18.2.11

Biutiful

Photo: screenrant.com

BY: Manori Ravindran (Guest contributer/Fellow fille!)

Starring Javier Bardem, Maricel Álvarez, Hanaa Bouchaib and Guillermo Estrella. 148 minutes. R

Life isn’t beautiful. Not for Uxbal, at least. In Iñárritu’s Biutiful, Javier Bardem is Uxbal, a husband, father and crook coming to terms with a diagnosis of cancer. Set in Barcelona, this gritty drama is about the multiple lives affected when a dying man tries to settle his scores before death.

Uxbal is a complicated character. Making a living from the dangerous business of human trafficking, he oversees a group of Chinese factory workers and undocumented Senegalese immigrants. Though he exploits them, Uxbal treats the workers with respect and cares for their families. He is also a medium who connects with those who have passed into the afterlife. The character's clashing roles are confusing. Should we hate him or pity him? Or should we do both?

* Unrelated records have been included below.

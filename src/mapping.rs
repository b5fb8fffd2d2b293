//! Category mapping resolution and validation
//!
//! Program indicators disaggregate through category mappings: each mapping
//! ties one category to a set of option filters, and an indicator references
//! the mappings that cover the categories of its disaggregation combo.
//! Validation runs in a fixed order so callers always see the most
//! fundamental conflict first: unknown category, then unknown option, then
//! duplicated options, then combo coverage.
//!
//! Resolution hands back fresh owned values. The program's stored mappings
//! are never mutated or aliased, so callers can cache resolved mappings
//! without tying their lifetime to the metadata.

use serde::{Deserialize, Serialize};
use std::collections::HashSet;
use thiserror::Error;

use crate::metadata::{ProgramIndicator, ProgramMetadata};
use crate::sqlgen::{compile_filter, AnalyticsContext, CompileError};

// =============================================================================
// DATA MODEL
// =============================================================================

/// Filter assigned to one category option within a mapping.
#[derive(Debug, Clone, PartialEq, Eq, Serialize, Deserialize)]
pub struct ProgramCategoryOptionMapping {
    pub option_id: String,
    /// Boolean expression in the shared expression language
    pub filter: String,
}

/// A category mapping stored on a program.
#[derive(Debug, Clone, PartialEq, Eq, Serialize, Deserialize)]
pub struct ProgramCategoryMapping {
    pub id: String,
    pub category_id: String,
    pub mapping_name: String,
    pub option_mappings: Vec<ProgramCategoryOptionMapping>,
}

/// A mapping resolved against program metadata, with category details copied
/// in. Owned throughout.
#[derive(Debug, Clone, PartialEq, Eq, Serialize, Deserialize)]
pub struct ResolvedCategoryMapping {
    pub mapping_id: String,
    pub category_id: String,
    pub category_name: String,
    pub option_mappings: Vec<ProgramCategoryOptionMapping>,
}

// =============================================================================
// ERRORS
// =============================================================================

/// A metadata conflict found while validating or resolving mappings.
#[derive(Debug, Error, Clone, PartialEq, Eq)]
pub enum ConflictError {
    #[error("category mapping '{mapping_id}' references unknown category '{category_id}'")]
    CategoryNotFound {
        mapping_id: String,
        category_id: String,
    },

    #[error(
        "category mapping '{mapping_id}' references option '{option_id}' which is \
         not in category '{category_id}'"
    )]
    OptionNotFound {
        mapping_id: String,
        category_id: String,
        option_id: String,
    },

    #[error("category mapping '{mapping_id}' maps option '{option_id}' more than once")]
    DuplicateOptionMapping {
        mapping_id: String,
        option_id: String,
    },

    #[error("indicator '{indicator_id}' references unknown category mapping '{mapping_id}'")]
    MappingNotFound {
        indicator_id: String,
        mapping_id: String,
    },

    #[error(
        "indicator '{indicator_id}' has no category mapping covering category \
         '{category_id}'"
    )]
    MissingCategoryMapping {
        indicator_id: String,
        category_id: String,
    },
}

// =============================================================================
// VALIDATION
// =============================================================================

/// Validate every category mapping stored on the program. Mappings are
/// visited in id order so repeated runs report the same conflict.
pub fn validate_category_mappings(meta: &ProgramMetadata) -> Result<(), ConflictError> {
    let mut ids: Vec<&String> = meta.category_mappings.keys().collect();
    ids.sort();
    for id in ids {
        validate_mapping(meta, &meta.category_mappings[id])?;
    }
    Ok(())
}

/// Validate the mappings an indicator references, then check that they cover
/// every category of its disaggregation combo.
pub fn validate_for_indicator(
    meta: &ProgramMetadata,
    indicator: &ProgramIndicator,
) -> Result<(), ConflictError> {
    tracing::debug!(indicator = %indicator.id, "validating category mappings");
    let mut covered: HashSet<&str> = HashSet::new();
    for mapping_id in &indicator.category_mapping_ids {
        let mapping = meta.category_mappings.get(mapping_id).ok_or_else(|| {
            ConflictError::MappingNotFound {
                indicator_id: indicator.id.clone(),
                mapping_id: mapping_id.clone(),
            }
        })?;
        validate_mapping(meta, mapping)?;
        covered.insert(&mapping.category_id);
    }
    for category_id in &indicator.disaggregation_categories {
        if !covered.contains(category_id.as_str()) {
            return Err(ConflictError::MissingCategoryMapping {
                indicator_id: indicator.id.clone(),
                category_id: category_id.clone(),
            });
        }
    }
    Ok(())
}

fn validate_mapping(
    meta: &ProgramMetadata,
    mapping: &ProgramCategoryMapping,
) -> Result<(), ConflictError> {
    let category = meta.categories.get(&mapping.category_id).ok_or_else(|| {
        ConflictError::CategoryNotFound {
            mapping_id: mapping.id.clone(),
            category_id: mapping.category_id.clone(),
        }
    })?;
    for option in &mapping.option_mappings {
        if !category.option_ids.contains(&option.option_id) {
            return Err(ConflictError::OptionNotFound {
                mapping_id: mapping.id.clone(),
                category_id: mapping.category_id.clone(),
                option_id: option.option_id.clone(),
            });
        }
    }
    let mut seen: HashSet<&str> = HashSet::new();
    for option in &mapping.option_mappings {
        if !seen.insert(&option.option_id) {
            return Err(ConflictError::DuplicateOptionMapping {
                mapping_id: mapping.id.clone(),
                option_id: option.option_id.clone(),
            });
        }
    }
    Ok(())
}

// =============================================================================
// RESOLUTION
// =============================================================================

/// Resolve mapping ids into owned values with category details copied in.
/// Each referenced mapping is validated before it is copied out.
pub fn resolve_category_mappings(
    meta: &ProgramMetadata,
    indicator: &ProgramIndicator,
) -> Result<Vec<ResolvedCategoryMapping>, ConflictError> {
    tracing::debug!(indicator = %indicator.id, "resolving category mappings");
    let mut resolved = Vec::with_capacity(indicator.category_mapping_ids.len());
    for mapping_id in &indicator.category_mapping_ids {
        let mapping = meta.category_mappings.get(mapping_id).ok_or_else(|| {
            ConflictError::MappingNotFound {
                indicator_id: indicator.id.clone(),
                mapping_id: mapping_id.clone(),
            }
        })?;
        validate_mapping(meta, mapping)?;
        let category = &meta.categories[&mapping.category_id];
        resolved.push(ResolvedCategoryMapping {
            mapping_id: mapping.id.clone(),
            category_id: mapping.category_id.clone(),
            category_name: category.name.clone(),
            option_mappings: mapping.option_mappings.clone(),
        });
    }
    Ok(resolved)
}

/// Compile an option mapping's filter to SQL. Filters compile with boolean
/// output, like indicator filters.
pub fn compile_option_filter(
    option: &ProgramCategoryOptionMapping,
    ctx: &AnalyticsContext,
) -> Result<String, CompileError> {
    compile_filter(&option.filter, ctx)
}

// =============================================================================
// Tests
// =============================================================================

The only good things in Uxbal's life are his children, Ana (Hanaa Bouchaib) and Mateo (Guillermo Estrella), who bounce back and forth between him and his troubled wife, Marambra (Maricel Álvarez). The relationship with his children helps us understand what drives him to go to such measures to provide for his family long after he's gone.

Biutiful is Iñárritu's first feature film since Babel (2006). The two are similar in their representations of a globalized world. Babel connected the lives of four families spread around the world who are affected by the same series of events. Biutiful is more localized. The film is set in Barcelona, but the issues it tackles, such as the exploiting of undocumented immigrants, are global in scope.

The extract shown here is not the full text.